Oh God, you are a bitch...
Il s'approcha lentement, hypnotisé et Sasuke le tira par son tee-shirt. Il passa une main sensuelle sur son torse tout en ôtant les boutons de son jean plutôt serré. Il fit des yeux de biches et passa une langue gourmande sur ses lèvres. Il approcha de l'oreille de Naruto qu'il mordilla doucement tout en susurrant :
« -Je t'ai attendu depuis tellement longtemps. Maintenant je suis gelé. »
Hey men, I'm a bitch...
Il attrapa la main halé et la passa tout en douceur sur sa peau tout en mordillant son cou. Naruto émit un long gémissement, bien incapable de repousser ses plus bas instincts. Heureux de ce résultat, Sasuke posa la main de Naruto sur son string et approcha ses lèvres tentantes. Mais un coup de canne le coupa dans son élan. Il se retourna vivement, près à sauter à la gorge de ce rouquin de pacotille quand il dégringola du lit. Maudit lit trop petit... A noter, acheter un lit King Size.
« -T'aurais pas vu la télécommande de la télévision ? Elle est pas dans la salle. » Demanda-t-il.

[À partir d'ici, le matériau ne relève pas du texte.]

//! Pipeline orchestration
//!
//! One run goes through four stages: build every identifier registry, enrich
//! the raw rows, partition the enriched timestamps into intervals once, then
//! build each change log over the same rows and intervals. Intermediate state
//! lives in an explicit [`PipelineContext`] owned by the run.
//!
//! Log builders are independent of each other, so [`Pipeline::run_concurrent`]
//! runs them on blocking tasks. Intervals inside one builder stay sequential.

use std::collections::BTreeMap;
use std::sync::Arc;

use tracing::{info, instrument, warn};

use crate::changelog::{ChangeLogBuilder, LogBuild, LogBuildStats};
use crate::enrichment::{enrich, Enrichment, EnrichmentStats};
use crate::error::Result;
use crate::ingestors::IngestorDefinition;
use crate::interval::{Granularity, IntervalSequence};
use crate::metrics::{MetricsCollector, MetricsTimer};
use crate::models::{RawRow, Table};
use crate::registry::IdentifierRegistry;
use crate::repository::TableHistory;
use crate::validation::InputValidator;

/// Intermediate state shared by the stages of one run
#[derive(Debug, Clone)]
pub struct PipelineContext {
    /// Registries by dimension table name
    pub registries: BTreeMap<String, IdentifierRegistry>,
    /// Enriched rows and enrichment counts
    pub enrichment: Enrichment,
    /// Intervals covering every enriched timestamp
    pub intervals: IntervalSequence,
}

/// Data-quality and volume counts for one run
#[derive(Debug, Clone, Default, PartialEq, Eq)]
pub struct RunSummary {
    /// Counts from the enrichment stage
    pub enrichment: EnrichmentStats,
    /// Intervals the enriched rows were partitioned into
    pub intervals: usize,
    /// New mappings per dimension table
    pub dimension_rows_added: BTreeMap<String, usize>,
    /// Counts per log table, in definition order
    pub logs: Vec<LogBuildStats>,
}

impl RunSummary {
    /// Rows appended across every log table
    #[must_use]
    pub fn appended_rows(&self) -> usize {
        self.logs.iter().map(|log| log.appended_rows).sum()
    }

    /// Counts for one log table
    #[must_use]
    pub fn log(&self, table: &str) -> Option<&LogBuildStats> {
        self.logs.iter().find(|log| log.table == table)
    }
}

/// Everything one run produced
#[derive(Debug, Clone)]
pub struct RunOutput {
    /// New dimension mappings, one table per registry
    pub dimensions: Vec<Table>,
    /// Appended log rows, one build per log definition
    pub logs: Vec<LogBuild>,
    /// Counts gathered along the way
    pub summary: RunSummary,
}

impl RunOutput {
    /// Every output table under its column names, dimensions first
    #[must_use]
    pub fn tables(&self) -> Vec<Table> {
        self.dimensions
            .iter()
            .cloned()
            .chain(self.logs.iter().map(LogBuild::to_table))
            .collect()
    }

    /// Every output table with columns renamed for the relational store
    #[must_use]
    pub fn storage_tables(&self) -> Vec<Table> {
        self.dimensions
            .iter()
            .cloned()
            .chain(self.logs.iter().map(|log| log.definition.to_storage(&log.to_table())))
            .collect()
    }

    /// Output table by name
    #[must_use]
    pub fn table(&self, name: &str) -> Option<Table> {
        self.dimensions
            .iter()
            .find(|table| table.name == name)
            .cloned()
            .or_else(|| self.logs.iter().find(|log| log.definition.table == name).map(LogBuild::to_table))
    }
}

/// Runs one ingestor definition at one granularity
#[derive(Debug, Clone)]
pub struct Pipeline {
    definition: IngestorDefinition,
    granularity: Granularity,
    metrics: MetricsCollector,
}

impl Pipeline {
    /// Validate `definition` and build a pipeline for it
    pub fn new(definition: IngestorDefinition, granularity: Granularity) -> Result<Self> {
        InputValidator::validate_ingestor(&definition)?;
        Ok(Self {
            definition,
            granularity,
            metrics: MetricsCollector::default(),
        })
    }

    /// Definition this pipeline runs
    #[must_use]
    pub const fn definition(&self) -> &IngestorDefinition {
        &self.definition
    }

    /// Granularity of every log this pipeline builds
    #[must_use]
    pub const fn granularity(&self) -> Granularity {
        self.granularity
    }

    /// Build registries, enrich and partition
    #[instrument(skip_all, fields(ingestor = %self.definition.name, rows = rows.len()))]
    pub fn prepare(&self, rows: &[RawRow], history: &dyn TableHistory) -> Result<PipelineContext> {
        let timer = MetricsTimer::new(self.metrics.clone(), "registries");
        let mut registries = BTreeMap::new();
        for dimension in &self.definition.dimensions {
            let prior = history.dimension_rows(dimension)?;
            let registry = IdentifierRegistry::build_with_prior(dimension, rows, &prior)?;
            registries.insert(dimension.table.clone(), registry);
        }
        timer.finish();
        info!(registries = registries.len(), "Built identifier registries");

        let timer = MetricsTimer::new(self.metrics.clone(), "enrichment");
        let enrichment = enrich(rows, &self.definition.enrichment, &registries)?;
        timer.finish();
        let stats = &enrichment.stats;
        info!(enriched = stats.enriched_rows, "Enriched raw rows");
        if stats.dropped_null_required > 0 || stats.dropped_unmapped_required > 0 {
            warn!(
                null_required = stats.dropped_null_required,
                unmapped_required = stats.dropped_unmapped_required,
                "Dropped rows without a required surrogate ID"
            );
        }
        if stats.untimed_rows > 0 {
            warn!(untimed = stats.untimed_rows, "Enriched rows without an observation timestamp");
        }

        let intervals = IntervalSequence::covering(
            enrichment.rows.iter().filter_map(|row| row.observed_at),
            self.granularity,
        );
        info!(intervals = intervals.len(), granularity = %self.granularity, "Partitioned observation range");

        Ok(PipelineContext {
            registries,
            enrichment,
            intervals,
        })
    }

    fn log_builders(&self, history: &dyn TableHistory) -> Result<Vec<ChangeLogBuilder>> {
        self.definition
            .logs
            .iter()
            .map(|log| {
                let prior = history.log_rows(log)?;
                ChangeLogBuilder::new(log.clone(), self.granularity).with_prior(&prior)
            })
            .collect()
    }

    /// Run every stage sequentially
    pub fn run(&self, rows: &[RawRow], history: &dyn TableHistory) -> Result<RunOutput> {
        let context = self.prepare(rows, history)?;
        let builders = self.log_builders(history)?;

        let timer = MetricsTimer::new(self.metrics.clone(), "change_logs");
        let logs = builders
            .into_iter()
            .map(|builder| builder.build(&context.enrichment.rows, &context.intervals))
            .collect::<Result<Vec<_>>>()?;
        timer.finish();

        Ok(self.finish(&context.registries, context.enrichment.stats, context.intervals.len(), logs))
    }

    /// Run the log builders concurrently on blocking tasks.
    ///
    /// Output is gathered in definition order, so it matches [`Pipeline::run`].
    pub async fn run_concurrent(&self, rows: &[RawRow], history: &dyn TableHistory) -> Result<RunOutput> {
        let PipelineContext {
            registries,
            enrichment,
            intervals,
        } = self.prepare(rows, history)?;
        let builders = self.log_builders(history)?;
        let interval_count = intervals.len();

        let timer = MetricsTimer::new(self.metrics.clone(), "change_logs");
        let enriched = Arc::new(enrichment.rows);
        let intervals = Arc::new(intervals);
        let handles: Vec<_> = builders
            .into_iter()
            .map(|builder| {
                let enriched = Arc::clone(&enriched);
                let intervals = Arc::clone(&intervals);
                tokio::task::spawn_blocking(move || builder.build(&enriched, &intervals))
            })
            .collect();

        let mut logs = Vec::with_capacity(handles.len());
        for handle in handles {
            logs.push(handle.await??);
        }
        timer.finish();

        Ok(self.finish(&registries, enrichment.stats, interval_count, logs))
    }

    fn finish(
        &self,
        registries: &BTreeMap<String, IdentifierRegistry>,
        enrichment: EnrichmentStats,
        intervals: usize,
        logs: Vec<LogBuild>,
    ) -> RunOutput {
        let dimensions: Vec<Table> = self
            .definition
            .dimensions
            .iter()
            .filter_map(|dimension| registries.get(&dimension.table))
            .map(IdentifierRegistry::to_table)
            .collect();

        let summary = RunSummary {
            enrichment,
            intervals,
            dimension_rows_added: dimensions.iter().map(|table| (table.name.clone(), table.len())).collect(),
            logs: logs.iter().map(|log| log.stats.clone()).collect(),
        };

        self.metrics.record_run(&self.definition.name, &summary);
        info!(
            ingestor = %self.definition.name,
            appended = summary.appended_rows(),
            intervals = summary.intervals,
            "Pipeline run complete"
        );

        RunOutput {
            dimensions,
            logs,
            summary,
        }
    }
}

#[cfg(test)]
mod tests {
    use super::*;
    use crate::enrichment::EnrichmentPlan;
    use crate::models::{DimensionRow, KeyPart, LogRow};
    use crate::repository::{MockTableHistory, NoHistory};
    use crate::schema::{DimensionDefinition, LogTableDefinition};
    use chrono::NaiveDateTime;

    fn ts(s: &str) -> NaiveDateTime {
        NaiveDateTime::parse_from_str(s, "%Y-%m-%d %H:%M:%S").expect("valid timestamp")
    }

    fn definition() -> IngestorDefinition {
        IngestorDefinition {
            name: "playlist_test".to_string(),
            timestamp_column: "timestp".to_string(),
            dimensions: vec![DimensionDefinition::new("playlists", "playlist_id", "source_id").sourced_from("test")],
            enrichment: EnrichmentPlan::new()
                .inner_join("playlists", "playlist_id", "playlist_id")
                .project("views", "plays"),
            logs: vec![LogTableDefinition::new("playlist_plays_log", &["playlist_id"], &["plays"])],
        }
    }

    fn observation(playlist: &str, views: i64, at: &str) -> RawRow {
        RawRow::new(Some(ts(at))).with("playlist_id", playlist).with("views", views)
    }

    #[test]
    fn test_run_builds_dimensions_and_logs() {
        let pipeline = Pipeline::new(definition(), Granularity::Day).expect("valid definition");
        let rows = vec![
            observation("p1", 10_i64, "2022-05-20 10:00:00"),
            observation("p1", 10_i64, "2022-05-21 10:00:00"),
            observation("p1", 12_i64, "2022-05-22 10:00:00"),
        ];
        let output = pipeline.run(&rows, &NoHistory).expect("run");

        assert_eq!(output.summary.intervals, 3);
        assert_eq!(output.summary.dimension_rows_added.get("playlists"), Some(&1));
        let log = output.table("playlist_plays_log").expect("log table");
        assert_eq!(log.len(), 2);
        assert_eq!(output.tables().len(), 2);
    }

    #[test]
    fn test_run_reuses_history() {
        let pipeline = Pipeline::new(definition(), Granularity::Day).expect("valid definition");
        let mut history = MockTableHistory::new();
        history.expect_dimension_rows().returning(|_| {
            Ok(vec![DimensionRow {
                id: 7,
                source: Some("test".to_string()),
                natural_key: KeyPart::Text("p1".to_string()),
            }])
        });
        history.expect_log_rows().returning(|_| {
            Ok(vec![LogRow {
                key: vec![KeyPart::Integer(7)],
                ingest_timestamp: ts("2022-05-19 09:00:00"),
                tracked: vec![crate::models::Value::Integer(10)],
            }])
        });

        let rows = vec![observation("p1", 10_i64, "2022-05-20 10:00:00")];
        let output = pipeline.run(&rows, &history).expect("run");

        assert!(output.dimensions.iter().all(Table::is_empty));
        assert_eq!(output.summary.appended_rows(), 0);
        assert_eq!(output.summary.log("playlist_plays_log").map(|log| log.prior_rows), Some(1));
    }

    #[test]
    fn test_invalid_definition_is_rejected() {
        let mut bad = definition();
        bad.enrichment = bad.enrichment.inner_join("missing", "playlist_id", "other_id");
        assert!(Pipeline::new(bad, Granularity::Day).is_err());
    }

    #[tokio::test]
    async fn test_concurrent_matches_sequential() {
        let pipeline = Pipeline::new(definition(), Granularity::Day).expect("valid definition");
        let rows = vec![
            observation("p1", 1_i64, "2022-05-20 10:00:00"),
            observation("p2", 5_i64, "2022-05-20 11:00:00"),
            observation("p1", 2_i64, "2022-05-21 10:00:00"),
        ];
        let sequential = pipeline.run(&rows, &NoHistory).expect("run");
        let concurrent = pipeline.run_concurrent(&rows, &NoHistory).await.expect("run");
        assert_eq!(sequential.tables(), concurrent.tables());
        assert_eq!(sequential.summary, concurrent.summary);
    }
}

Sasuke se releva, rouge de honte et de colère et approcha, furibond, de Gaara.
« -Bordel, t'as pas vu que j'étais occupé ? Ah mais j'oubliais, t'es aveugle. » Cracha-t-il, énervé.
Gaara l'attrapa par la peau du coup et répliqua :
« -Tu peux répéter ça, traînée ?
-La traînée t'emmerde sale con. Va retrouver tes amis à cannes et fait pas chier. »Et sur ces douces paroles, ils commencèrent à se disputer, en venant rapidement aux mains.
Et pendant ce temps là, Naruto s'était enfui, peu fier d'avoir failli céder à ses instincts primaires. Tant pis s'il devait voir Kiba et Hinata copuler. Cela valait mieux qu'un Sasuke en manque...
Et depuis c'était le guerre entre les deux colocataires, désespérant Naruto. Il ne comptait plus le nombre de fois où il avait vu Sasuke, étalé sur le sol, obligé de garder sa position inconfortable par un Gaara armé d'un couteau de boucher. Et chaque matin, c'était la même chose. Le roux lui marchait dessus et répliquait, guilleret :
« -Ah bah mince, je t'avais pas vu. »
Et chaque jour, chaque nuit, ils devaient au moins une fois se taper dessus ou se balancer des objets dans le visage. Sasuke était un pro du lançage de télécommande tout en sortant sa petite phrase :
« -Mais t'es vraiment pas doué... Ah bah non, c'est vrai, t'es aveugle. »
On était Uchiwa ou on l'était pas...
Naruto soupira encore une fois en entendant Sasuke hurler dans la salle de bain. Il avait sûrement du dormir là-bas et Gaara l'avait réveillé avec de l'eau glaciale. Naruto désespéra devant son café en pensant qu'ils s'entendaient bien au début. C'était incompréhensible.
Le brun arriva en grande pompe, seulement habillé d'un caleçon trempé. C'est fou ce que le blond pouvait le trouver adorable. Il ressemblait à un chaton mouillé. Sasuke se laissa tomber sur la chaise.
« Bordel, qu'il est crétin ce type. » Cracha-t-il tout en posant sa tête entre ses bras.
Naruto posa sa main sur son épaule, voulant lui apporter un peu de soutien. Il comprenait ce qu'il ressentait, Gaara étant assez impulsif et excessif.
Ils s'étaient un peu rapprochés ces derniers temps, Sasuke continuant toujours à lui tourner autour et Naruto, le repoussant un peu moins. Le brun releva la tête et lui fit un tendre sourire.
« -Alors, ça te dit un restaurant pour me remonter le moral ? »
Naruto rougit et hocha la tête vivement.
Il jouait avec le diable, et il était plus qu'heureux de se laisser aller entre ses griffes.